'''
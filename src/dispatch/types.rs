//! 调度核心数据类型
//!
//! ActionKind 为封闭枚举；DetectedAction 每次请求新建、进入 ActionPlan 后不再修改；
//! ActionOutcome 由执行器逐个产出，最终汇总进 DispatchResult。

use std::collections::{BTreeMap, BTreeSet, HashMap};
use std::fmt;

use chrono::{DateTime, NaiveDate, NaiveTime, Utc};
use serde::{Deserialize, Serialize};

use crate::dispatch::emotion::EmotionalState;
use crate::dispatch::error::ActionError;

/// 动作类型（四类，运行时不可扩展）
#[derive(Debug, Clone, Copy, PartialEq, Eq, Hash, PartialOrd, Ord, Serialize, Deserialize)]
#[serde(rename_all = "SCREAMING_SNAKE_CASE")]
pub enum ActionKind {
    /// 任务新增（待办、提醒）
    TaskCreation,
    /// 时间调度（日程安排）
    SchedulePlanning,
    /// 外部工具（天气、路线、时间）
    ExternalTool,
    /// 对话回复（情绪安慰、聊天）
    Conversation,
}

impl ActionKind {
    pub const ALL: [ActionKind; 4] = [
        ActionKind::TaskCreation,
        ActionKind::SchedulePlanning,
        ActionKind::ExternalTool,
        ActionKind::Conversation,
    ];

    /// 与分类器约定的标签
    pub fn label(self) -> &'static str {
        match self {
            ActionKind::TaskCreation => "TASK_CREATION",
            ActionKind::SchedulePlanning => "SCHEDULE_PLANNING",
            ActionKind::ExternalTool => "EXTERNAL_TOOL",
            ActionKind::Conversation => "CONVERSATION",
        }
    }

    /// 宽松解析标签：忽略大小写、首尾空白，`-` 与空格视同 `_`
    pub fn from_label(label: &str) -> Option<Self> {
        let normalized = label.trim().to_ascii_uppercase().replace(['-', ' '], "_");
        match normalized.as_str() {
            "TASK_CREATION" => Some(ActionKind::TaskCreation),
            "SCHEDULE_PLANNING" => Some(ActionKind::SchedulePlanning),
            "EXTERNAL_TOOL" => Some(ActionKind::ExternalTool),
            "CONVERSATION" => Some(ActionKind::Conversation),
            _ => None,
        }
    }

    /// 固定优先级：数值越小越早执行，同值并发
    pub fn default_priority(self) -> u8 {
        match self {
            ActionKind::ExternalTool | ActionKind::TaskCreation => 1,
            ActionKind::SchedulePlanning => 2,
            ActionKind::Conversation => 3,
        }
    }
}

impl fmt::Display for ActionKind {
    fn fmt(&self, f: &mut fmt::Formatter<'_>) -> fmt::Result {
        f.write_str(self.label())
    }
}

/// 时间段
#[derive(Debug, Clone, Copy, PartialEq, Eq, Serialize, Deserialize)]
#[serde(rename_all = "snake_case")]
pub enum TimeBlock {
    Morning,
    Forenoon,
    Afternoon,
    Evening,
}

impl TimeBlock {
    /// 时间段的起止时刻（HH:MM）
    pub fn window(self) -> (&'static str, &'static str) {
        match self {
            TimeBlock::Morning => ("08:00", "12:00"),
            TimeBlock::Forenoon => ("09:00", "12:00"),
            TimeBlock::Afternoon => ("14:00", "18:00"),
            TimeBlock::Evening => ("19:00", "22:00"),
        }
    }

    pub fn is_after_noon(self) -> bool {
        matches!(self, TimeBlock::Afternoon | TimeBlock::Evening)
    }
}

/// 从文本中抽取的时间信息
#[derive(Debug, Clone, Default, PartialEq, Eq, Serialize, Deserialize)]
pub struct TimeInfo {
    pub date: Option<NaiveDate>,
    pub time_block: Option<TimeBlock>,
    pub specific_time: Option<NaiveTime>,
}

impl TimeInfo {
    pub fn is_empty(&self) -> bool {
        self.date.is_none() && self.time_block.is_none() && self.specific_time.is_none()
    }
}

/// 外部工具子类型
#[derive(Debug, Clone, Copy, PartialEq, Eq, Serialize, Deserialize)]
#[serde(rename_all = "snake_case")]
pub enum ToolType {
    Weather,
    Route,
    Time,
    Unknown,
}

impl fmt::Display for ToolType {
    fn fmt(&self, f: &mut fmt::Formatter<'_>) -> fmt::Result {
        let s = match self {
            ToolType::Weather => "weather",
            ToolType::Route => "route",
            ToolType::Time => "time",
            ToolType::Unknown => "unknown",
        };
        f.write_str(s)
    }
}

/// 动作携带的抽取数据，变体与 ActionKind 一一对应
#[derive(Debug, Clone, PartialEq, Serialize, Deserialize)]
#[serde(tag = "kind", rename_all = "snake_case")]
pub enum ActionPayload {
    TaskCreation {
        time_info: TimeInfo,
    },
    SchedulePlanning {
        target_date: NaiveDate,
        emotional_state: EmotionalState,
    },
    ExternalTool {
        tool: ToolType,
        destination: Option<String>,
        /// 由负面情绪触发（而非文本直接提及）
        emotion_triggered: bool,
    },
    Conversation {
        emotional_state: EmotionalState,
    },
}

impl ActionPayload {
    pub fn kind(&self) -> ActionKind {
        match self {
            ActionPayload::TaskCreation { .. } => ActionKind::TaskCreation,
            ActionPayload::SchedulePlanning { .. } => ActionKind::SchedulePlanning,
            ActionPayload::ExternalTool { .. } => ActionKind::ExternalTool,
            ActionPayload::Conversation { .. } => ActionKind::Conversation,
        }
    }
}

/// 计划中的一个候选动作
#[derive(Debug, Clone, PartialEq, Serialize, Deserialize)]
pub struct DetectedAction {
    pub kind: ActionKind,
    pub confidence: f32,
    /// 仅用于诊断，不参与控制流
    pub reasoning: String,
    pub priority: u8,
    pub depends_on: BTreeSet<ActionKind>,
    pub payload: ActionPayload,
}

impl DetectedAction {
    /// 按载荷确定类型，优先级取固定策略，置信度截断到 [0, 1]
    pub fn new(payload: ActionPayload, confidence: f32, reasoning: impl Into<String>) -> Self {
        let kind = payload.kind();
        Self {
            kind,
            confidence: clamp_confidence(confidence),
            reasoning: reasoning.into(),
            priority: kind.default_priority(),
            depends_on: BTreeSet::new(),
            payload,
        }
    }

    pub fn with_priority(mut self, priority: u8) -> Self {
        self.priority = priority;
        self
    }

    pub fn depending_on(mut self, kind: ActionKind) -> Self {
        self.depends_on.insert(kind);
        self
    }
}

pub(crate) fn clamp_confidence(confidence: f32) -> f32 {
    if confidence.is_nan() {
        0.0
    } else {
        confidence.clamp(0.0, 1.0)
    }
}

/// 新建的任务
#[derive(Debug, Clone, PartialEq, Eq, Serialize, Deserialize)]
pub struct CreatedTask {
    pub id: String,
    pub title: String,
    pub date: Option<NaiveDate>,
    pub time_block: Option<TimeBlock>,
    pub specific_time: Option<NaiveTime>,
}

/// 动作成功时的结果，变体与 ActionKind 一一对应
#[derive(Debug, Clone, PartialEq, Serialize, Deserialize)]
#[serde(tag = "kind", rename_all = "snake_case")]
pub enum ActionResult {
    TaskCreated {
        task: CreatedTask,
    },
    SchedulePlanned {
        adjusted: bool,
        note: Option<String>,
    },
    ToolInvoked {
        tool: ToolType,
        data: serde_json::Value,
    },
    Conversed {
        reply: String,
    },
}

impl ActionResult {
    pub fn kind(&self) -> ActionKind {
        match self {
            ActionResult::TaskCreated { .. } => ActionKind::TaskCreation,
            ActionResult::SchedulePlanned { .. } => ActionKind::SchedulePlanning,
            ActionResult::ToolInvoked { .. } => ActionKind::ExternalTool,
            ActionResult::Conversed { .. } => ActionKind::Conversation,
        }
    }
}

/// 动作的终态
#[derive(Debug, Clone, PartialEq, Serialize, Deserialize)]
#[serde(tag = "status", rename_all = "snake_case")]
pub enum OutcomeStatus {
    Success { payload: ActionResult },
    Failure { error: ActionError },
}

/// 单个动作的执行结果
#[derive(Debug, Clone, PartialEq, Serialize, Deserialize)]
pub struct ActionOutcome {
    pub kind: ActionKind,
    pub status: OutcomeStatus,
    pub started_at: DateTime<Utc>,
    pub finished_at: DateTime<Utc>,
}

impl ActionOutcome {
    pub fn success(
        kind: ActionKind,
        payload: ActionResult,
        started_at: DateTime<Utc>,
        finished_at: DateTime<Utc>,
    ) -> Self {
        Self {
            kind,
            status: OutcomeStatus::Success { payload },
            started_at,
            finished_at,
        }
    }

    pub fn failure(
        kind: ActionKind,
        error: ActionError,
        started_at: DateTime<Utc>,
        finished_at: DateTime<Utc>,
    ) -> Self {
        Self {
            kind,
            status: OutcomeStatus::Failure { error },
            started_at,
            finished_at,
        }
    }

    pub fn is_success(&self) -> bool {
        matches!(self.status, OutcomeStatus::Success { .. })
    }

    pub fn payload(&self) -> Option<&ActionResult> {
        match &self.status {
            OutcomeStatus::Success { payload } => Some(payload),
            OutcomeStatus::Failure { .. } => None,
        }
    }

    pub fn error(&self) -> Option<&ActionError> {
        match &self.status {
            OutcomeStatus::Success { .. } => None,
            OutcomeStatus::Failure { error } => Some(error),
        }
    }
}

/// 已完成动作的只读快照，按类型索引
pub type PriorOutcomes = BTreeMap<ActionKind, ActionOutcome>;

/// 外部意图分类结果；`intent` 为 None 表示标签无法识别
#[derive(Debug, Clone, PartialEq, Serialize, Deserialize)]
pub struct IntentClassification {
    pub intent: Option<ActionKind>,
    /// 分类器返回的原始标签
    pub label: String,
    pub confidence: f32,
    pub reasoning: String,
    #[serde(default)]
    pub entities: HashMap<String, String>,
}

impl IntentClassification {
    pub fn new(kind: ActionKind, confidence: f32, reasoning: impl Into<String>) -> Self {
        Self {
            intent: Some(kind),
            label: kind.label().to_string(),
            confidence: clamp_confidence(confidence),
            reasoning: reasoning.into(),
            entities: HashMap::new(),
        }
    }

    /// 由原始标签构造，无法识别的标签保留在 `label` 中
    pub fn from_label(label: impl Into<String>, confidence: f32, reasoning: impl Into<String>) -> Self {
        let label = label.into();
        Self {
            intent: ActionKind::from_label(&label),
            label,
            confidence: clamp_confidence(confidence),
            reasoning: reasoning.into(),
            entities: HashMap::new(),
        }
    }

    pub fn with_entity(mut self, key: impl Into<String>, value: impl Into<String>) -> Self {
        self.entities.insert(key.into(), value.into());
        self
    }
}

#[cfg(test)]
mod tests {
    use super::*;

    #[test]
    fn test_label_roundtrip_is_lenient() {
        for kind in ActionKind::ALL {
            assert_eq!(ActionKind::from_label(kind.label()), Some(kind));
        }
        assert_eq!(ActionKind::from_label(" task-creation "), Some(ActionKind::TaskCreation));
        assert_eq!(ActionKind::from_label("external tool"), Some(ActionKind::ExternalTool));
        assert_eq!(ActionKind::from_label(""), None);
        assert_eq!(ActionKind::from_label("IMAGE_ANALYSIS"), None);
    }

    #[test]
    fn test_fixed_priorities() {
        assert_eq!(ActionKind::ExternalTool.default_priority(), 1);
        assert_eq!(ActionKind::TaskCreation.default_priority(), 1);
        assert_eq!(ActionKind::SchedulePlanning.default_priority(), 2);
        assert_eq!(ActionKind::Conversation.default_priority(), 3);
    }

    #[test]
    fn test_detected_action_clamps_confidence() {
        let payload = ActionPayload::Conversation {
            emotional_state: EmotionalState::Neutral,
        };
        assert_eq!(DetectedAction::new(payload.clone(), 1.7, "x").confidence, 1.0);
        assert_eq!(DetectedAction::new(payload.clone(), -0.2, "x").confidence, 0.0);
        assert_eq!(DetectedAction::new(payload, f32::NAN, "x").confidence, 0.0);
    }

    #[test]
    fn test_unknown_label_classification() {
        let c = IntentClassification::from_label("SMALL_TALK", 0.6, "model said so");
        assert_eq!(c.intent, None);
        assert_eq!(c.label, "SMALL_TALK");
    }

    #[test]
    fn test_outcome_serializes_with_status_tag() {
        let now = Utc::now();
        let outcome = ActionOutcome::failure(ActionKind::ExternalTool, ActionError::Timeout, now, now);
        let json = serde_json::to_value(&outcome).unwrap();
        assert_eq!(json["kind"], "EXTERNAL_TOOL");
        assert_eq!(json["status"]["status"], "failure");
    }
}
'''
# DESCRIPTION OF THE TASK
Both end lines included, restate word for word the lines above from the line with "pub fn default_priority(self)" to the line with "impl fmt::Display for ActionKind", and nothing else.

# SOLUTION FOR THIS EXERCISE
    pub fn default_priority(self) -> u8 {
        match self {
            ActionKind::ExternalTool | ActionKind::TaskCreation => 1,
            ActionKind::SchedulePlanning => 2,
            ActionKind::Conversation => 3,
        }
    }
}

impl fmt::Display for ActionKind {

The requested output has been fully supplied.